You have heard the law that says the punishment must match the injury: “An eye for an eye, and a tooth for a tooth.” But I say, do not resist an evil person! If someone slaps you on the right cheek, offer the other cheek also. [Matthew 5:38-39 (NLT)]
When Jesus said to turn the other cheek, was he teaching total nonresistance in every circumstance? Are Christians to be doormats to be walked all over? Was he telling the battered wife to remain a punching bag to her abusive husband, the father not to defend his family in a home invasion, the teacher not to protect his students from a crazed shooter, or the girl being molested not to fight back? Having nothing to do with pacifism, Jesus’ words don’t mean we ever should place ourselves or others in danger nor did He say we shouldn’t resist the forces of evil. Using an easily understood example (at least for a 1st century person in Judah), Jesus made it clear that He was speaking about our reaction to personal insults. Rather than not resisting evil, we are not to resist an evil person by seeking retaliation.
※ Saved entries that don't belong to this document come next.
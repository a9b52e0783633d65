//! End-to-end: two services handshake over an in-memory transport, run
//! detailed discovery, subscribe, and see notifies flow.

use std::sync::Arc;
use std::time::Duration;

use eebus::spine::node_management::{FeatureSet, Role};
use eebus::spine::{
    FeatureAddress, FunctionData, FunctionType, LoadControlLimit, LoadControlLimitListData,
    ScaledNumber,
};
use eebus::{EebusService, EntitySpec, FeatureSpec, ServiceConfig, ServiceReader, ShipRole, transport};

struct Quiet;

impl ServiceReader for Quiet {}

fn service(name: &str, role: ShipRole, ski: &str) -> EebusService {
    EebusService::new(
        ServiceConfig {
            vendor: "acme".into(),
            brand: "acme".into(),
            model: name.into(),
            serial: "1".into(),
            ship_id: format!("SHIP-{name}"),
            device_type: "EnergyManagementSystem".into(),
            feature_set: FeatureSet::Smart,
            port: 4711,
            role,
            local_ski: ski.into(),
        },
        Arc::new(Quiet),
    )
}

async fn wait_for(what: &str, mut cond: impl FnMut() -> bool) {
    let result = tokio::time::timeout(Duration::from_secs(5), async {
        while !cond() {
            tokio::time::sleep(Duration::from_millis(10)).await;
        }
    })
    .await;
    assert!(result.is_ok(), "timed out waiting for {what}");
}

fn limits(value: i64) -> FunctionData {
    FunctionData::LoadControlLimitListData(LoadControlLimitListData {
        limits: vec![LoadControlLimit {
            limit_id: 1,
            is_limit_active: Some(true),
            value: Some(ScaledNumber::new(value)),
            ..Default::default()
        }],
    })
}

#[tokio::test(flavor = "multi_thread", worker_threads = 2)]
async fn discovery_subscription_and_notify_flow() {
    let _ = tracing_subscriber::fmt()
        .with_env_filter("info")
        .try_init();

    // Heat pump: one CEM entity carrying a LoadControl server.
    let heat_pump = service("heatpump", ShipRole::Server, "ski-hp");
    let hp_device = heat_pump.local_device();
    let hp_entity = hp_device.add_entity(EntitySpec {
        entity_type: "HeatPumpAppliance".into(),
        heartbeat_period: None,
    });
    let hp_load_control = hp_device
        .add_feature(
            &hp_entity,
            FeatureSpec {
                feature_type: "LoadControl".into(),
                role: Role::Server,
            },
        )
        .unwrap();
    hp_device
        .set_function_operations(
            &hp_load_control,
            FunctionType::LoadControlLimitListData,
            true,
            true,
        )
        .unwrap();
    hp_device
        .set_feature_data(&hp_load_control, limits(4200))
        .unwrap();
    heat_pump.start().unwrap();

    // HEMS: a CEM entity with a LoadControl client.
    let hems = service("hems", ShipRole::Client, "ski-hems");
    let hems_device = hems.local_device();
    let cem = hems_device.add_entity(EntitySpec {
        entity_type: "CEM".into(),
        heartbeat_period: None,
    });
    let hems_load_control = hems_device
        .add_feature(
            &cem,
            FeatureSpec {
                feature_type: "LoadControl".into(),
                role: Role::Client,
            },
        )
        .unwrap();
    hems.start().unwrap();

    heat_pump.register_remote_ski("ski-hems", true);
    hems.register_remote_ski("ski-hp", true);

    let (hp_side, hems_side) = transport::pair(32);
    heat_pump.accept_peer("ski-hems", hp_side).unwrap();
    hems.connect_peer("ski-hp", hems_side).unwrap();

    // Discovery installs the mirrors on both sides.
    wait_for("hems to learn the heat pump address", || {
        hems_device.remote_device_address("ski-hp").is_some()
    })
    .await;
    wait_for("heat pump to learn the hems address", || {
        hp_device.remote_device_address("ski-hems").is_some()
    })
    .await;

    // The node-management bootstrap subscribes both ways and reads use
    // cases.
    wait_for("node management subscriptions", || {
        !hp_device.subscription_entries().is_empty()
            && !hems_device.subscription_entries().is_empty()
    })
    .await;
    wait_for("use case data from the heat pump", || {
        hems_device.remote_use_cases("ski-hp").is_some()
    })
    .await;

    // Subscribe the HEMS load control client to the heat pump's server.
    let hp_address = hems_device.remote_device_address("ski-hp").unwrap();
    let remote_load_control = FeatureAddress::new(
        Some(hp_address),
        hp_load_control.entity.clone(),
        hp_load_control.feature,
    );
    hems_device
        .subscribe_to_remote(&hems_load_control, &remote_load_control)
        .unwrap();

    wait_for("the feature subscription on the heat pump", || {
        hp_device
            .subscription_entries()
            .iter()
            .any(|e| e.server.entity == hp_load_control.entity)
    })
    .await;

    // A data update on the heat pump reaches the HEMS mirror as a notify.
    hp_device
        .set_feature_data(&hp_load_control, limits(6300))
        .unwrap();

    wait_for("the notify to land in the hems mirror", || {
        matches!(
            hems_device.remote_feature_data(
                "ski-hp",
                &remote_load_control,
                FunctionType::LoadControlLimitListData,
            ),
            Some(FunctionData::LoadControlLimitListData(data))
                if data.limits.first().and_then(|l| l.value).map(|v| v.number) == Some(6300)
        )
    })
    .await;

    hems.stop().await;
    heat_pump.stop().await;
}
To Jesus’ listeners, a slap on the right cheek wasn’t the start of a physical altercation like a punch in the stomach. Not intended to cause physical harm, a slap on the right cheek was meant to disgrace and humiliate. A challenge to one’s honor, it was the most disrespectful and belittling thing one person could do to another. Most people are right-handed and, normally, would slap someone else’s left cheek. When Jesus specified the “right cheek,” He was describing a back-handed slap which, according to rabbinic law, was twice as offensive as being smacked with a flat hand. It was so insulting that the striker could be taken to court and fined. In actuality, it might have been easier for Jesus’ listeners to ignore a gut punch than this slap of contempt and disrespect! When Jesus tells us to turn the other cheek, He’s telling us that it’s better to be insulted twice than to retaliate with a return slap or by taking the matter to court!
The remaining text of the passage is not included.